R (Ward) v South Cambridgeshire DC,  EWHC 521 (Admin), 4 February 2014
The local authority manages Gypsy and Traveller sites in South Cambridgeshire at Blackwell and Whaddon. Ms Ward is an Irish Traveller and the mother of six children. She currently lives in privately rented accommodation. She has been on the waiting list for a pitch on one of the two sites managed by the local authority since March 2010.
The allocation policy used by the local authority provides, amongst other things that:-
…pitches will be allocated on our sites in a similar way to the points system used in social housing. Allocation decisions will be made by the Travellers’ Site Team Leader and the Housing Services Manager. It is however recognised that each site is a distinct community, and it is important that we avoid incompatibility between residents. In view of SCDC’s obligations to the long-term sustainability of the site communities, and its duty of care to existing residents, we reserve the right to determine, on occasion, that it may not be appropriate to offer a pitch to a particular applicant.
We will consult with existing residents before making an offer of a pitch and if it becomes apparent that the presence of any individual would cause friction on a particular site, then we will not be able to make an offer to the applicant for that site. In this instance every effort will be made to assist the applicant to locate a suitable alternative pitch or site.
Ms Ward instructed CLP to press her case for allocation of a pitch on one of the two sites. On 30 January 2012 the local authority wrote in the following terms:-
While we are more than happy to retain your application on our list until we have further sites available, it is highly unlikely that we will be able to make you an offer of one of these two sites and felt it would be fair to advise you of this and to offer you our help, if needed, to locate a suitable alternative.
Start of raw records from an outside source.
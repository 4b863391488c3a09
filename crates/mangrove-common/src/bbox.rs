//! Bounding box types and operations.

use geo::{BoundingRect, Geometry};
use serde::{Deserialize, Serialize};

/// A geographic bounding box in WGS84 degrees.
#[derive(Debug, Clone, Copy, PartialEq, Serialize, Deserialize)]
pub struct BoundingBox {
    pub min_x: f64,
    pub min_y: f64,
    pub max_x: f64,
    pub max_y: f64,
}

impl BoundingBox {
    /// Create a new bounding box from corner coordinates.
    pub fn new(min_x: f64, min_y: f64, max_x: f64, max_y: f64) -> Self {
        Self {
            min_x,
            min_y,
            max_x,
            max_y,
        }
    }

    /// Bounding box of a geometry, `None` for empty geometries.
    pub fn of(geometry: &Geometry<f64>) -> Option<Self> {
        geometry
            .bounding_rect()
            .map(|r| Self::new(r.min().x, r.min().y, r.max().x, r.max().y))
    }

    /// Width of the bounding box in degrees.
    pub fn width(&self) -> f64 {
        self.max_x - self.min_x
    }

    /// Height of the bounding box in degrees.
    pub fn height(&self) -> f64 {
        self.max_y - self.min_y
    }

    /// Check if this bbox overlaps another. Touching edges count as overlap.
    pub fn intersects(&self, other: &BoundingBox) -> bool {
        self.min_x <= other.max_x
            && self.max_x >= other.min_x
            && self.min_y <= other.max_y
            && self.max_y >= other.min_y
    }

    /// Compute the intersection of two bounding boxes.
    pub fn intersection(&self, other: &BoundingBox) -> Option<BoundingBox> {
        if !self.intersects(other) {
            return None;
        }

        Some(BoundingBox {
            min_x: self.min_x.max(other.min_x),
            min_y: self.min_y.max(other.min_y),
            max_x: self.max_x.min(other.max_x),
            max_y: self.max_y.min(other.max_y),
        })
    }

    /// Check if a point is contained within this bbox.
    pub fn contains_point(&self, x: f64, y: f64) -> bool {
        x >= self.min_x && x <= self.max_x && y >= self.min_y && y <= self.max_y
    }

    /// Grow the box by `buffer` degrees on every side.
    pub fn expand(&self, buffer: f64) -> Self {
        Self {
            min_x: self.min_x - buffer,
            min_y: self.min_y - buffer,
            max_x: self.max_x + buffer,
            max_y: self.max_y + buffer,
        }
    }
}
After the Judicial Review action was commenced on behalf of Ms Ward to challenge this matter, the local authority wrote in December 2012 as follows:-
We confirm our stated position that the portion of the letter you seek to challenge was merely a non-binding expression made at the time and on the basis of the position as it then appeared, that if a pitch became available, the Council thought it was highly unlikely that it would be able to offer it to your client.
For the avoidance of doubt, this authority will consider any application on the merits on the basis of the facts and the circumstances as they then appear. If and when a pitch becomes available, the Council would of course consider your client’s needs, her position on the waiting list and her eligibility for a pitch in accordance with the Council’s allocations policy as it then stands, together with all relevant considerations on the date a decision to allocate was made.
The statement made a year ago was not intended to bind the authority to any cause of action, nor in any way to pre-judge any future consideration.
The challenge brought was by reference to the Equality Act 2010. The application was dismissed by HHJ Mackie QC who stated:-
The letter [of30 January 2012] must be read as meaning what it says. The suggestion that the letter somehow made reference to particular characteristics of the claimant (as opposed to the mere fact that she was a Traveller) was wisely not pursued. The letter was not a decision (this is evident from the way in which the amended application is expressed)…
This was a statement of likely future intention. I accept that it was not some piece of routine correspondence being seized on without good reason. It was completely understandable and appropriate for the solicitors to take it up and pursue it, but nonetheless it was not a decision and despite Mr Willers’ argument in reply…. it does not seem to me that the letter is a decision, or anything similar which is susceptible to Judicial Review.
It is perfectly clear from [the letter of December 2012] that the authority would in future consider any application on the merits. It has disavowed the letter of 30 January in clear terms and it has given the assurances and made the statements which I read out earlier…There is no need for the defendant to grovel or to admit unlawfulness. As I have said, there was no decision. The letter disavows the views expressed. They are characterised today as inaccurate and unwise, the policy is under review and the survey is being carried out.
Ms Ward is seeking leave to appeal to the Court of Appeal against this decision.